A first lady by any other name
Joseph Epstein told me he's misunderstood, and the target of hate mail. Maybe he's not as misunderstood as he imagines.
Joseph Epstein (Houghton Mifflin Harcourt photo)
I know Joseph Epstein not as the essayist at the center of a surprisingly vigorous controversy surrounding his recent tome about Jill Biden, but as a writer of short stories about aging Jews, set in familiar Chicago North Side and north suburban neighborhoods.
One story, written decades ago, revolved around a book of poems squirreled away in a drawer for years. The poems were said to be the beautifully-written last works of a well-known writer and teacher who had died leaving a surprisingly small portfolio of published work.
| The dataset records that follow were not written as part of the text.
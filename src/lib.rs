//! Orgnet — organizational relationship graph engine
//!
//! Turns per-employee relation records (who reports to whom, who are
//! peers, who collaborates on which project) into renderable
//! structures:
//!
//! - a **network graph**: uniquely identified nodes with computed 2D
//!   coordinates plus a typed, deduplicated edge set, built by
//!   [`network::NetworkGraphBuilder`];
//! - a **management chain**: the flat ordered "self -> superiors"
//!   sequence for breadcrumb-style display, built by
//!   [`chain::build_chain`].
//!
//! The engine is a pure library: it performs no I/O, keeps no state
//! between builds, and treats both the upstream relation source and
//! the downstream rendering surface as external collaborators. Every
//! anomaly in the input (missing record, unresolved reference,
//! malformed entry) degrades to omission; the strict entry points
//! collect those omissions as [`warning::RelationWarning`]s instead of
//! discarding them.
//!
//! ## Example Usage
//!
//! ```rust
//! use orgnet::network::{NetworkGraphBuilder, RoleKind};
//! use orgnet::relation::{Collaborator, NetworkInput, PersonRef};
//!
//! let input = NetworkInput {
//!     employee: Some(PersonRef::new(1, "Alice")),
//!     management_levels: vec![
//!         vec![PersonRef::new(1, "Alice")],
//!         vec![PersonRef::new(2, "Bob")],
//!     ],
//!     colleagues: vec![PersonRef::new(3, "Cara")],
//!     collaborators: vec![Collaborator::new(4, "Dan", "Atlas")],
//! };
//!
//! let graph = NetworkGraphBuilder::new().build(&input);
//! assert_eq!(graph.nodes.len(), 4);
//! assert!(graph
//!     .nodes
//!     .iter()
//!     .any(|n| n.role == RoleKind::Superior { level: 1 }));
//! ```

#![allow(missing_docs)]
#![warn(clippy::all)]

pub mod chain;
pub mod network;
pub mod relation;
pub mod warning;

// Re-export main types for convenience
pub use chain::{build_chain, resolve_chain, ChainEntry, ChainLevel, ChainResolution};

pub use network::{
    BuildReport, EdgeKind, GraphEdge, GraphNode, LayoutConfig, NetworkGraph,
    NetworkGraphBuilder, Point, RoleKind,
};

pub use relation::{Collaborator, EmployeeId, NetworkInput, PersonRef, RelationRecord};

pub use warning::RelationWarning;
His widow had found them and recognized their quality, and also that their theme was a transparent condemnation of her as the destroyer of the author’s career.
She gave the poems to the executor of her husband’s estate, and charged him with deciding what to do.
He admired the poems, but was wary of the damage publication would certainly cause.
“Holding out Paul Bertram’s single surviving manuscript, and taking a deep breath, I released it, all of it, into the wind. Through the rear-view mirror, I could see nothing but perfectly made poems scattering over the New Jersey Turnpike.”
I thought of this story, called “The Executor,” recently when Epstein was thrust into the center of a whirlwind after writing a critical Wall Street Journal opinion piece about a more admired, and true-to-life, wife.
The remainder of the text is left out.